▸ **ABOUT THIS EXERCISE**:
Only these lines of the data below are wanted: the one with "word set, case-folded.", the one with "input never matches.", and any lines between them, each repeated exactly.

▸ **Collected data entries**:
-=-=-

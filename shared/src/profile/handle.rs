use serde::{Deserialize, Serialize};

use super::PrivacyMode;
use crate::Attachment;

/// Create-or-update payload for the caller's own profile.
#[derive(Serialize, Deserialize, Default)]
pub struct SubmitProfileDescriptor {
    pub bio: Option<String>,
    pub address: Option<String>,
    pub department: Option<String>,
    pub skills: Option<String>,
    pub interests: Option<String>,
    pub projects: Option<String>,
    pub github: Option<String>,
    pub linkedin: Option<String>,
    pub contact_email: Option<String>,
    pub image: Option<Attachment>,
}

#[derive(Serialize, Deserialize)]
pub struct SetPrivacyDescriptor {
    pub mode: PrivacyMode,
}
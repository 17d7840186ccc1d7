pub mod handle;

use once_cell::sync::Lazy;
use parking_lot::RwLock;

use sps_shared::post::Post;

use crate::Error;

/// The static instance of posts.
pub static INSTANCE: Lazy<PostManager> = Lazy::new(PostManager::new);

#[must_use = "The save result should be handled"]
pub fn save_post(_post: &Post) -> bool {
    #[cfg(not(test))]
    {
        use std::{fs::File, io::Write};

        match File::create(format!("./data/posts/{}.toml", _post.id)) {
            Ok(mut file) => file
                .write_all(
                    match toml::to_string(_post) {
                        Ok(s) => s,
                        Err(_) => return false,
                    }
                    .as_bytes(),
                )
                .is_ok(),
            Err(_) => false,
        }
    }

    #[cfg(test)]
    true
}

#[must_use = "The deletion result should be handled"]
pub fn remove_post(_post: &Post) -> bool {
    #[cfg(not(test))]
    {
        return std::fs::remove_file(format!("./data/posts/{}.toml", _post.id)).is_ok();
    }

    #[cfg(test)]
    true
}

/// A simple post manager.
pub struct PostManager {
    pub posts: RwLock<Vec<RwLock<Post>>>,
}

impl PostManager {
    /// Read and create a post manager from `./data/posts`.
    fn new() -> Self {
        #[cfg(not(test))]
        {
            use std::{fs, io::Read};

            let _ = fs::create_dir_all("./data/posts");
            let mut vec = Vec::new();
            for dir in fs::read_dir("./data/posts").unwrap() {
                if let Ok(post) = dir.map(|e| {
                    toml::from_str::<Post>(&{
                        let mut string = String::new();
                        fs::File::open(e.path())
                            .unwrap()
                            .read_to_string(&mut string)
                            .unwrap();
                        string
                    })
                    .unwrap()
                }) {
                    vec.push(RwLock::new(post));
                }
            }
            return Self {
                posts: RwLock::new(vec),
            };
        }

        #[cfg(test)]
        Self {
            posts: RwLock::new(Vec::new()),
        }
    }

    /// Push a post into this instance.
    pub fn push(&self, post: Post) {
        self.posts.write().push(RwLock::new(post))
    }

    /// Indicates if the target id is already contained in this instance.
    pub fn contains_id(&self, id: u64) -> bool {
        self.posts.read().iter().any(|post| post.read().id == id)
    }

    /// Run `f` against the target post.
    pub fn with_post<R>(&self, id: u64, f: impl FnOnce(&Post) -> R) -> Result<R, Error> {
        let posts = self.posts.read();
        for post in posts.iter() {
            let post = post.read();
            if post.id == id {
                return Ok(f(&post));
            }
        }
        Err(Error::PostNotFound(id))
    }

    /// Run `f` against the target post with write access. The post stays
    /// locked for the whole call, so a status change and whatever must
    /// pair with it commit together.
    pub fn with_post_mut<R>(&self, id: u64, f: impl FnOnce(&mut Post) -> R) -> Result<R, Error> {
        let posts = self.posts.read();
        for post in posts.iter() {
            if post.read().id == id {
                let mut post = post.write();
                return Ok(f(&mut post));
            }
        }
        Err(Error::PostNotFound(id))
    }

    /// Remove the target post, returning it.
    pub fn take(&self, id: u64) -> Option<Post> {
        let mut posts = self.posts.write();
        let index = posts.iter().position(|post| post.read().id == id)?;
        let removed = posts.remove(index).into_inner();
        if !remove_post(&removed) {
            tracing::error!("failed to remove post file for {}", removed.id);
        }
        Some(removed)
    }

    #[cfg(test)]
    pub fn reset(&self) {
        self.posts.write().clear();
    }
}

/// Generate a post id not yet contained in the manager.
pub fn new_post_id() -> u64 {
    use rand::Rng;

    loop {
        let id = rand::thread_rng().gen();
        if !INSTANCE.contains_id(id) {
            return id;
        }
    }
}
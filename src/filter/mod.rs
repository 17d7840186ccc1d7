pub mod handle;

use once_cell::sync::Lazy;
use parking_lot::RwLock;
use serde::{Deserialize, Serialize};

use crate::Error;

/// The static instance of the banned-word list.
pub static INSTANCE: Lazy<WordStore> = Lazy::new(WordStore::new);

/// Read access to the banned-word list.
///
/// The filter depends on this trait only, so tests can substitute an
/// in-memory fixture for the static store.
pub trait BannedWordStore {
    /// The current word set, case-folded.
    ///
    /// A transient failure must propagate: treating it as an empty list
    /// would let prohibited content through.
    fn words(&self) -> Result<Vec<String>, Error>;
}

/// Returns whether `text` contains any banned word as a substring,
/// case-insensitively. Empty and whitespace-only input never matches.
pub fn contains_prohibited_content<S>(store: &S, text: &str) -> Result<bool, Error>
where
    S: BannedWordStore + ?Sized,
{
    if text.trim().is_empty() {
        return Ok(false);
    }
    let lower = text.to_lowercase();
    Ok(store.words()?.iter().any(|word| lower.contains(word.as_str())))
}

#[derive(Serialize, Deserialize, Default)]
struct WordList {
    words: Vec<String>,
}

/// The process-wide banned-word list, unique by lower-cased value.
pub struct WordStore {
    words: RwLock<Vec<String>>,
}

impl WordStore {
    /// Read and create a word store from `./data/banned_words.toml`.
    fn new() -> Self {
        #[cfg(not(test))]
        {
            use std::{fs::File, io::Read};

            let words = File::open("./data/banned_words.toml")
                .ok()
                .and_then(|mut file| {
                    let mut string = String::new();
                    file.read_to_string(&mut string).ok()?;
                    toml::from_str::<WordList>(&string).ok()
                })
                .unwrap_or_default()
                .words;
            return Self {
                words: RwLock::new(words),
            };
        }

        #[cfg(test)]
        Self {
            words: RwLock::new(Vec::new()),
        }
    }

    /// Adds a word after trimming and case-folding it.
    ///
    /// # Errors
    ///
    /// - Errors if the trimmed word is empty.
    /// - Errors if the word is already in the list.
    pub fn add(&self, word: &str) -> Result<(), Error> {
        let norm = word.trim().to_lowercase();
        if norm.is_empty() {
            return Err(Error::BannedWordEmpty);
        }
        let mut words = self.words.write();
        if words.iter().any(|w| w == &norm) {
            return Err(Error::BannedWordExists);
        }
        words.push(norm);
        self.save(&words);
        Ok(())
    }

    /// Removes a word, returning whether it was present.
    pub fn remove(&self, word: &str) -> bool {
        let norm = word.trim().to_lowercase();
        let mut words = self.words.write();
        let len = words.len();
        words.retain(|w| w != &norm);
        let removed = words.len() < len;
        if removed {
            self.save(&words);
        }
        removed
    }

    /// The current word list.
    pub fn list(&self) -> Vec<String> {
        self.words.read().clone()
    }

    fn save(&self, _words: &[String]) {
        #[cfg(not(test))]
        {
            use std::{fs::File, io::Write};

            let list = WordList {
                words: _words.to_vec(),
            };
            let result = File::create("./data/banned_words.toml").and_then(|mut file| {
                file.write_all(toml::to_string(&list).unwrap_or_default().as_bytes())
            });
            if let Err(err) = result {
                tracing::error!("failed to save banned words: {err}");
            }
        }
    }

    #[cfg(test)]
    pub fn reset(&self) {
        self.words.write().clear();
    }
}

impl BannedWordStore for WordStore {
    fn words(&self) -> Result<Vec<String>, Error> {
        Ok(self.words.read().clone())
    }
}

-=-=-

▸ **EXPECTED ANSWER**:
    /// The current word set, case-folded.
    ///
    /// A transient failure must propagate: treating it as an empty list
    /// would let prohibited content through.
    fn words(&self) -> Result<Vec<String>, Error>;
}

/// Returns whether `text` contains any banned word as a substring,
/// case-insensitively. Empty and whitespace-only input never matches.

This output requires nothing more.